| Exercise directions |
From the entries that follow, copy exactly the lines beginning at the line holding "match Self::try_new(register, offset, width)" and continuing through the line holding "pub const fn mask(&self)".

Dataset entries:
>>>

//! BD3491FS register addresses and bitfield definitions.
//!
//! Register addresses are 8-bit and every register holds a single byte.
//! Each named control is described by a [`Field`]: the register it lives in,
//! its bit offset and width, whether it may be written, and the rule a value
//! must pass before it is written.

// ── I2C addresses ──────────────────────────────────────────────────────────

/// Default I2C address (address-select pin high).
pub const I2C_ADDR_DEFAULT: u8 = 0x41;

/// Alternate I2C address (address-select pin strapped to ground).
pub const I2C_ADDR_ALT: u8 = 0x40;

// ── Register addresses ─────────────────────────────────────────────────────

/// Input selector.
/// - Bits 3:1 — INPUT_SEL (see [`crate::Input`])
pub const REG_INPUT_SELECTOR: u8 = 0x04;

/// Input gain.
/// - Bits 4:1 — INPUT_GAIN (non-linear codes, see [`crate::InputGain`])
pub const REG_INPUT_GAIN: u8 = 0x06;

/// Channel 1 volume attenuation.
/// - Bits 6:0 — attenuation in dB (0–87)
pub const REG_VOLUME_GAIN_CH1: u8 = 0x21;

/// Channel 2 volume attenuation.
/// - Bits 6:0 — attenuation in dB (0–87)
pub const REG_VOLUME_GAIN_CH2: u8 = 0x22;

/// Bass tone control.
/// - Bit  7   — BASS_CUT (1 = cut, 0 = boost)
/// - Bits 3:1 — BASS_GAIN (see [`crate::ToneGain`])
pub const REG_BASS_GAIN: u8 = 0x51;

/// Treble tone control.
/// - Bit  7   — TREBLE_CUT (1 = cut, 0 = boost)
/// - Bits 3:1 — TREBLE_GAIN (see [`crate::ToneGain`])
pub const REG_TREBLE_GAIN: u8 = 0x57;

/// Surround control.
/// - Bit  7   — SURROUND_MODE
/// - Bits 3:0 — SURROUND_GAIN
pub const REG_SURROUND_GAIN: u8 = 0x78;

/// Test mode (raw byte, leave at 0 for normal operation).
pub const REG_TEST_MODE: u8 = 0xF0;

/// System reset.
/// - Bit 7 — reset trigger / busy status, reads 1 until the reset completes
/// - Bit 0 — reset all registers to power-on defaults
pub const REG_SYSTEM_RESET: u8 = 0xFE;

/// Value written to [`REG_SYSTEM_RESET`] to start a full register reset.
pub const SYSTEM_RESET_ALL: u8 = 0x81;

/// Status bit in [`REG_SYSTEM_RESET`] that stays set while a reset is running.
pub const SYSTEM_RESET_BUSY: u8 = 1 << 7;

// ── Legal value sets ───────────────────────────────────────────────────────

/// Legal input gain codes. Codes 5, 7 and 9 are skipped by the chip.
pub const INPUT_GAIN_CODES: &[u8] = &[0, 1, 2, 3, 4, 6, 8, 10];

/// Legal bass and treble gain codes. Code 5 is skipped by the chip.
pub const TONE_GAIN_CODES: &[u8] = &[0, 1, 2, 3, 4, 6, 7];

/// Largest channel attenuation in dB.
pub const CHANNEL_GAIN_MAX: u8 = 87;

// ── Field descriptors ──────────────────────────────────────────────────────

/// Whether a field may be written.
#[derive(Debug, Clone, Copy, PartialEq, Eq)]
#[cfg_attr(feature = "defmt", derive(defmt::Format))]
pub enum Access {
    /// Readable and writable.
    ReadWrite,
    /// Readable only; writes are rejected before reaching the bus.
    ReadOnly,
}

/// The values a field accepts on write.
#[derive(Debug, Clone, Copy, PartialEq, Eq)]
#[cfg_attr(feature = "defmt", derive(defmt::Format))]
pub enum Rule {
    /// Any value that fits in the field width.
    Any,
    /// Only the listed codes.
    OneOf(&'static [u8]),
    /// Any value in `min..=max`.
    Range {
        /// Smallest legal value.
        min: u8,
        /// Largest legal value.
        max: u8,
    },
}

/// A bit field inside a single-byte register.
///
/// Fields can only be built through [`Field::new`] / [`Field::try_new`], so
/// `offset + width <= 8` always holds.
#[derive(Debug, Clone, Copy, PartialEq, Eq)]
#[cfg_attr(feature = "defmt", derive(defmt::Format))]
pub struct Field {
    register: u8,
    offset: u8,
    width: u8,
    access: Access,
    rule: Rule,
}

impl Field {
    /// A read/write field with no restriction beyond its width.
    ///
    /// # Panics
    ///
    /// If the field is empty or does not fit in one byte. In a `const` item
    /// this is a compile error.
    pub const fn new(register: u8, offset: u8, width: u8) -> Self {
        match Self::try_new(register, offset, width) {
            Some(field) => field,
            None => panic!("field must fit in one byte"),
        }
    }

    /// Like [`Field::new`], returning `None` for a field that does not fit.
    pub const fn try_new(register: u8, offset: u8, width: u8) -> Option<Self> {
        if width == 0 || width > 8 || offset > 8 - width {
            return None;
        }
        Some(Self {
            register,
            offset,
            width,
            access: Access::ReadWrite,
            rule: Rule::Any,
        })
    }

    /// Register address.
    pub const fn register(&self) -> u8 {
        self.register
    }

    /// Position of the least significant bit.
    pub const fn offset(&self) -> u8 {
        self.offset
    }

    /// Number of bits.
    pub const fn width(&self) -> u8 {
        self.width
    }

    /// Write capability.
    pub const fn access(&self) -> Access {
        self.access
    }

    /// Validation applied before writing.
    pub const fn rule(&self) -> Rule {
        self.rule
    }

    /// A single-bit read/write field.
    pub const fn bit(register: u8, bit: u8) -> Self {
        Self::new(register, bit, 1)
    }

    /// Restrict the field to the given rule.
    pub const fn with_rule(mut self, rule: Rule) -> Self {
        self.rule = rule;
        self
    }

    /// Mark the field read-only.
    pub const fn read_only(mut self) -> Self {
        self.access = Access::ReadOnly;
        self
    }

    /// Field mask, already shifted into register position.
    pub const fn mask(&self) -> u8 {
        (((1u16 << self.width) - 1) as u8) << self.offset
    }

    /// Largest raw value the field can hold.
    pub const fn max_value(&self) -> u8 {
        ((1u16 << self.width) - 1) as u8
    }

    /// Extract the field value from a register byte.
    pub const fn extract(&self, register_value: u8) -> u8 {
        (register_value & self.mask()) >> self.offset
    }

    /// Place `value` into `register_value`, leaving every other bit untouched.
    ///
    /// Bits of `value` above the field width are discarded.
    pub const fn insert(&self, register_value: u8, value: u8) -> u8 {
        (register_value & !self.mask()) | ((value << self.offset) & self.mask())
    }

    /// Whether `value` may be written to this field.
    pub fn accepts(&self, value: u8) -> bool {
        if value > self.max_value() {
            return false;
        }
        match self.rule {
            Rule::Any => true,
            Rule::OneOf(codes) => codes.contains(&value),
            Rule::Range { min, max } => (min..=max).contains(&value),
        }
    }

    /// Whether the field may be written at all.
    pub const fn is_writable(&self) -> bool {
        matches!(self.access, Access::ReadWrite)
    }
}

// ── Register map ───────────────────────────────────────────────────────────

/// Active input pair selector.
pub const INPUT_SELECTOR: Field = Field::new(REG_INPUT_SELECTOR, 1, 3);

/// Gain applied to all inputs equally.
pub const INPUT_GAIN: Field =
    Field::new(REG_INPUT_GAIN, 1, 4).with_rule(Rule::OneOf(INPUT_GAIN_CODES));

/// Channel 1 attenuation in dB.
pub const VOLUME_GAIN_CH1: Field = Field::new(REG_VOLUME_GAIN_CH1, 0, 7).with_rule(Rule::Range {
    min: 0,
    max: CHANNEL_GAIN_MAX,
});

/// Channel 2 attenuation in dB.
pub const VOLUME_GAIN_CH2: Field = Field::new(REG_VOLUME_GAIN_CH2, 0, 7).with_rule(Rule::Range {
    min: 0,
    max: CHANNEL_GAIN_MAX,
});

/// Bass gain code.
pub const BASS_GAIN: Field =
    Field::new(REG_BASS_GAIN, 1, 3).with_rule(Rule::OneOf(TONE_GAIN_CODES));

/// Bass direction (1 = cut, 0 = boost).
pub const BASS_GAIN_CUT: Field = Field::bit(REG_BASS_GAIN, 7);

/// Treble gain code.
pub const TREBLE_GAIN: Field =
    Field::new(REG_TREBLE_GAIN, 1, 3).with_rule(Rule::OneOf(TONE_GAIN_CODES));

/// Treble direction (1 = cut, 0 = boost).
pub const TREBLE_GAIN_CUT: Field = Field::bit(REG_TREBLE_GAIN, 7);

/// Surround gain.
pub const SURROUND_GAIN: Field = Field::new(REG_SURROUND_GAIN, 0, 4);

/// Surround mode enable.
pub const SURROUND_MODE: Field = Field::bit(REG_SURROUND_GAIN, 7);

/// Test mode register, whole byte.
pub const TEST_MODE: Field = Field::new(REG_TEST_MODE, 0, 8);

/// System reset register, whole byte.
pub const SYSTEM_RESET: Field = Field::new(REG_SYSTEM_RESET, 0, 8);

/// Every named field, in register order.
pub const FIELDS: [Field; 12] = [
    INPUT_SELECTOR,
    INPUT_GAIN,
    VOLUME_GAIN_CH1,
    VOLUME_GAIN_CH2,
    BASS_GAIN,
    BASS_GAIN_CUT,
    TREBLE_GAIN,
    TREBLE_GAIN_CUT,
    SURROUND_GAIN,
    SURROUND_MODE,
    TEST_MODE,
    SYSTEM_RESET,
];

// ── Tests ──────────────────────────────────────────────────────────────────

<<<
>>>

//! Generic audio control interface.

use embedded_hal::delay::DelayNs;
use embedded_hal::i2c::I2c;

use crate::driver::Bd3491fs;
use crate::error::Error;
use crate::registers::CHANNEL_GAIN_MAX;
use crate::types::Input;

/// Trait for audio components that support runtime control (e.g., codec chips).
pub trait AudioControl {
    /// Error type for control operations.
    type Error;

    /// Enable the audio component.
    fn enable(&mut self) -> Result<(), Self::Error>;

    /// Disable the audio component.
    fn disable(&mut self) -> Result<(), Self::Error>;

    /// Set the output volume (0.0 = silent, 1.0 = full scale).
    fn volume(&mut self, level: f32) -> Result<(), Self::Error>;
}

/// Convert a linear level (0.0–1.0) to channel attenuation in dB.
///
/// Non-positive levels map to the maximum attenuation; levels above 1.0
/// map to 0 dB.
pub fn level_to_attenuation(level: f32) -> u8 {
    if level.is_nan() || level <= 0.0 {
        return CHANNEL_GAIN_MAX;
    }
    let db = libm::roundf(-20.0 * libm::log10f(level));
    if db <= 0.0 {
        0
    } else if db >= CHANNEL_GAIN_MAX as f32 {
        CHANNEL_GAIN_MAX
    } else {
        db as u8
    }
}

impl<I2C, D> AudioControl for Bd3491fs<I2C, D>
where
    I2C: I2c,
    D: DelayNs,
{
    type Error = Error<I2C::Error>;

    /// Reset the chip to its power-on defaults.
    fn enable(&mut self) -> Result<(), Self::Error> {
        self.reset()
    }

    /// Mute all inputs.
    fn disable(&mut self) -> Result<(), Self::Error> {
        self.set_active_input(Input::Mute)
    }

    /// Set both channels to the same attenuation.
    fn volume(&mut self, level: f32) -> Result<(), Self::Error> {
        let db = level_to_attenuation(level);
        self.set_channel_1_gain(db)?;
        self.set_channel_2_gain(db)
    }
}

<<<
>>>

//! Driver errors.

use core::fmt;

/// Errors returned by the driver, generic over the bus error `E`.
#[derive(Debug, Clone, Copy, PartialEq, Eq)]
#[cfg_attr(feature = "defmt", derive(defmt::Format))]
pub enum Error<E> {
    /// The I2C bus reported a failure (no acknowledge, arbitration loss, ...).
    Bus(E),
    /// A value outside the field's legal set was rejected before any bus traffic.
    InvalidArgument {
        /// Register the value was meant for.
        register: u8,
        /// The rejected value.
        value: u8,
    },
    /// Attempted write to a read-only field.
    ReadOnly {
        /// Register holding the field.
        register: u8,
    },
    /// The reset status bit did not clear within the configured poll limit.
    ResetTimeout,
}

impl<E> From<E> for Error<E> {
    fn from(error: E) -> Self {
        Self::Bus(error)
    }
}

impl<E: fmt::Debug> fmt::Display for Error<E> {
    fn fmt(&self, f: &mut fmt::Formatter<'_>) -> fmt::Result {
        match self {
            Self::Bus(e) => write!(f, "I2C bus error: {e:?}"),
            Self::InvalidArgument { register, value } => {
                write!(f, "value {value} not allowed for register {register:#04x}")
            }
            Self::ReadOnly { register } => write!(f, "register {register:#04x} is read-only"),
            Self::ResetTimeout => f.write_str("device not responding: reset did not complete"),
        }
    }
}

<<<

| Response to this exercise |
        match Self::try_new(register, offset, width) {
            Some(field) => field,
            None => panic!("field must fit in one byte"),
        }
    }

    /// Like [`Field::new`], returning `None` for a field that does not fit.
    pub const fn try_new(register: u8, offset: u8, width: u8) -> Option<Self> {
        if width == 0 || width > 8 || offset > 8 - width {
            return None;
        }
        Some(Self {
            register,
            offset,
            width,
            access: Access::ReadWrite,
            rule: Rule::Any,
        })
    }

    /// Register address.
    pub const fn register(&self) -> u8 {
        self.register
    }

    /// Position of the least significant bit.
    pub const fn offset(&self) -> u8 {
        self.offset
    }

    /// Number of bits.
    pub const fn width(&self) -> u8 {
        self.width
    }

    /// Write capability.
    pub const fn access(&self) -> Access {
        self.access
    }

    /// Validation applied before writing.
    pub const fn rule(&self) -> Rule {
        self.rule
    }

    /// A single-bit read/write field.
    pub const fn bit(register: u8, bit: u8) -> Self {
        Self::new(register, bit, 1)
    }

    /// Restrict the field to the given rule.
    pub const fn with_rule(mut self, rule: Rule) -> Self {
        self.rule = rule;
        self
    }

    /// Mark the field read-only.
    pub const fn read_only(mut self) -> Self {
        self.access = Access::ReadOnly;
        self
    }

    /// Field mask, already shifted into register position.
    pub const fn mask(&self) -> u8 {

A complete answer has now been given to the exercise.